Monday, April 3, 2023

Review: "White Eagles" by Elizabeth Wein

Cover image of White Eagles

White Eagles by Elizabeth Wein
Published 2019 via Barrington Stoke
★★★


In White Eagles, Wein turns her love of flying and stellar research skills to 1939 Poland, where war is on the doorstep. Kristina and her twin are both pilots, but it's Kristina who ends up flying across Europe with a stowaway in tow, trying to stay one step ahead of...well, just about everyone around them.

White Eagles is a hi-lo book—complex themes but simple language, suitable for teenagers who struggle with reading but want something up to their emotional level. I've read a handful of hi-lo books but only recently realized that Wein has written a few. I'm rating this largely in comparison to her other books, but even limited to a hundred or so pages and simpler language, she tells a killer story.

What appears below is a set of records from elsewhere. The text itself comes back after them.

//! Gate access log schema
//!
//! This module defines the raw row format of the access log and the cleaner
//! that turns raw rows into typed, arrival-ordered gate events. Each consumer
//! gets its own vocabulary: ENTRY/EXIT for attendance, IN/OUT for sessions.

mod cleaner;
mod raw_row;

pub use cleaner::*;
pub use raw_row::*;
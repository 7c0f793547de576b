//! Raw access log rows
//!
//! A raw row is exactly what the CSV file holds: three untyped string columns.
//! Validation turns a row into either a typed record or a skip reason.

use crate::types::{GateDirection, GateEvent};
use chrono::{DateTime, NaiveDateTime, TimeZone, Utc};
use serde::{Deserialize, Serialize};

/// Timestamp layout of the `event_time` column (UTC, millisecond precision)
///
/// chrono treats `%.f` as optional, so the fraction is checked separately.
pub const EVENT_TIME_FORMAT: &str = "%Y-%m-%dT%H:%M:%S%.fZ";

/// Longest accepted fractional-seconds part
pub const MAX_FRACTION_DIGITS: usize = 6;

/// Column names of the input table, in file order
pub const INPUT_COLUMNS: [&str; 3] = ["user_id", "event_type", "event_time"];

/// One row of the access log, before validation
#[derive(Debug, Clone, Default, PartialEq, Eq, Serialize, Deserialize)]
pub struct RawGateRow {
    #[serde(default)]
    pub user_id: String,
    #[serde(default)]
    pub event_type: String,
    #[serde(default)]
    pub event_time: String,
}

impl RawGateRow {
    pub fn new(
        user_id: impl Into<String>,
        event_type: impl Into<String>,
        event_time: impl Into<String>,
    ) -> Self {
        Self {
            user_id: user_id.into(),
            event_type: event_type.into(),
            event_time: event_time.into(),
        }
    }

    /// Validate the row and normalize its fields
    ///
    /// Checks run in column order, so the reported reason is the first
    /// offending column.
    pub fn validate(&self) -> Result<ValidatedRow, SkipReason> {
        let user_id = self.user_id.trim();
        if user_id.is_empty() {
            return Err(SkipReason::MissingUserId);
        }

        let direction = GateDirection::parse(&self.event_type).ok_or_else(|| {
            SkipReason::UnknownEventType {
                value: self.event_type.clone(),
            }
        })?;

        let timestamp =
            parse_event_time(&self.event_time).map_err(|e| SkipReason::InvalidTimestamp {
                value: self.event_time.clone(),
                reason: e.to_string(),
            })?;

        Ok(ValidatedRow {
            user_id: user_id.to_string(),
            direction,
            timestamp,
        })
    }
}

/// A row that passed validation, still carrying the raw gate vocabulary
#[derive(Debug, Clone, PartialEq, Eq)]
pub struct ValidatedRow {
    pub user_id: String,
    pub direction: GateDirection,
    pub timestamp: DateTime<Utc>,
}

impl ValidatedRow {
    /// Convert into an event typed by the consumer's vocabulary
    pub fn into_event<K: From<GateDirection>>(self) -> GateEvent<K> {
        GateEvent {
            user_id: self.user_id,
            kind: K::from(self.direction),
            timestamp: self.timestamp,
        }
    }
}

/// Why a raw row was dropped during cleaning
#[derive(Debug, Clone, PartialEq, Eq, Serialize, thiserror::Error)]
#[serde(tag = "kind", rename_all = "snake_case")]
pub enum SkipReason {
    #[error("missing user_id")]
    MissingUserId,

    #[error("unrecognized event_type {value:?}")]
    UnknownEventType { value: String },

    #[error("invalid event_time {value:?}: {reason}")]
    InvalidTimestamp { value: String, reason: String },
}

/// Why an `event_time` value could not be parsed
#[derive(Debug, Clone, PartialEq, Eq, thiserror::Error)]
pub enum TimestampError {
    #[error("expected fractional seconds with 1 to {MAX_FRACTION_DIGITS} digits")]
    Fraction,

    #[error(transparent)]
    Format(#[from] chrono::ParseError),
}

/// Parse an `event_time` value such as `2023-01-31T08:18:36.000Z`
///
/// The fractional seconds are required.
pub fn parse_event_time(raw: &str) -> Result<DateTime<Utc>, TimestampError> {
    let raw = raw.trim();
    let naive = NaiveDateTime::parse_from_str(raw, EVENT_TIME_FORMAT)?;
    if !has_fraction(raw) {
        return Err(TimestampError::Fraction);
    }
    Ok(Utc.from_utc_datetime(&naive))
}

fn has_fraction(raw: &str) -> bool {
    let Some((_, fraction)) = raw.strip_suffix('Z').and_then(|body| body.rsplit_once('.')) else {
        return false;
    };
    (1..=MAX_FRACTION_DIGITS).contains(&fraction.len())
        && fraction.bytes().all(|b| b.is_ascii_digit())
}

#[cfg(test)]
mod tests {
    use super::*;
    use crate::types::{AttendanceKind, SessionKind};
    use chrono::Timelike;

    #[test]
    fn test_parse_event_time() {
        let ts = parse_event_time("2023-01-31T08:18:36.000Z").unwrap();
        assert_eq!(ts, Utc.with_ymd_and_hms(2023, 1, 31, 8, 18, 36).unwrap());

        let ts = parse_event_time("2023-01-31T08:18:36.250Z").unwrap();
        assert_eq!(ts.nanosecond(), 250_000_000);

        let ts = parse_event_time("2023-01-31T08:18:36.5Z").unwrap();
        assert_eq!(ts.nanosecond(), 500_000_000);

        assert!(parse_event_time("INVALID_TIMESTAMP").is_err());
        assert!(parse_event_time("2023-01-31 08:18:36").is_err());
        assert!(parse_event_time("").is_err());
    }

    #[test]
    fn test_parse_event_time_requires_fraction() {
        assert_eq!(
            parse_event_time("2023-01-02T08:30:00Z"),
            Err(TimestampError::Fraction)
        );
        assert_eq!(
            TimestampError::Fraction.to_string(),
            "expected fractional seconds with 1 to 6 digits"
        );
        assert!(parse_event_time("2023-01-02T08:30:00.123456Z").is_ok());
        assert_eq!(
            parse_event_time("2023-01-02T08:30:00.123456789Z"),
            Err(TimestampError::Fraction)
        );

        let row = RawGateRow::new("789", "GATE_OUT", "2023-01-02T08:30:00Z");
        assert!(matches!(
            row.validate(),
            Err(SkipReason::InvalidTimestamp { ref value, .. }) if value == "2023-01-02T08:30:00Z"
        ));
    }

    #[test]
    fn test_validate_normalizes_fields() {
        let row = RawGateRow::new(" 123 ", "gate_in", "2023-01-31T08:18:36.000Z");
        let validated = row.validate().unwrap();

        assert_eq!(validated.user_id, "123");
        assert_eq!(validated.direction, GateDirection::GateIn);
    }

    #[test]
    fn test_validate_reasons() {
        let missing = RawGateRow::new("", "GATE_IN", "2023-01-31T08:00:00.000Z");
        assert_eq!(missing.validate(), Err(SkipReason::MissingUserId));

        let blank = RawGateRow::new("   ", "GATE_IN", "2023-01-31T08:00:00.000Z");
        assert_eq!(blank.validate(), Err(SkipReason::MissingUserId));

        let bad_type = RawGateRow::new("789", "INVALID", "2023-01-31T09:00:00.000Z");
        assert_eq!(
            bad_type.validate(),
            Err(SkipReason::UnknownEventType {
                value: "INVALID".to_string()
            })
        );

        let bad_time = RawGateRow::new("123", "GATE_IN", "INVALID_TIMESTAMP");
        assert!(matches!(
            bad_time.validate(),
            Err(SkipReason::InvalidTimestamp { .. })
        ));
    }

    #[test]
    fn test_into_event_vocabularies() {
        let row = RawGateRow::new("456", "GATE_OUT", "2023-01-31T18:00:00.000Z");

        let attendance = row.validate().unwrap().into_event::<AttendanceKind>();
        assert_eq!(attendance.kind, AttendanceKind::Exit);

        let session = row.validate().unwrap().into_event::<SessionKind>();
        assert_eq!(session.kind, SessionKind::Out);
        assert_eq!(session.user_id, "456");
    }

    #[test]
    fn test_skip_reason_serialization() {
        let json = serde_json::to_string(&SkipReason::UnknownEventType {
            value: "X".to_string(),
        })
        .unwrap();
        assert!(json.contains("\"kind\":\"unknown_event_type\""));
        assert!(json.contains("\"value\":\"X\""));
    }
}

I love, too, that she's doing something new here: I think she could have gotten away with pulling side characters from her other books and writing short novels about them, or even streamlining and simplifying some of her earlier books, but instead White Eagles is a whole new setting and grim set of truths. I moved on from this to Firebird, and I just have to hope that Wein will eventually let fly with a longer book set in Eastern Europe or the Soviet Union. In the meantime, these have been an unexpected pleasure to find.

No comments:

Post a Comment

Note: Only a member of this blog may post a comment.

Review: "Hope, Faith & Destiny" by Laxmidas A. Sawkar

Hope, Faith & Destiny by Laxmidas A. Sawkar Published June 2024 ★★★ These are the memoirs of a doctor who was born and raised in India a...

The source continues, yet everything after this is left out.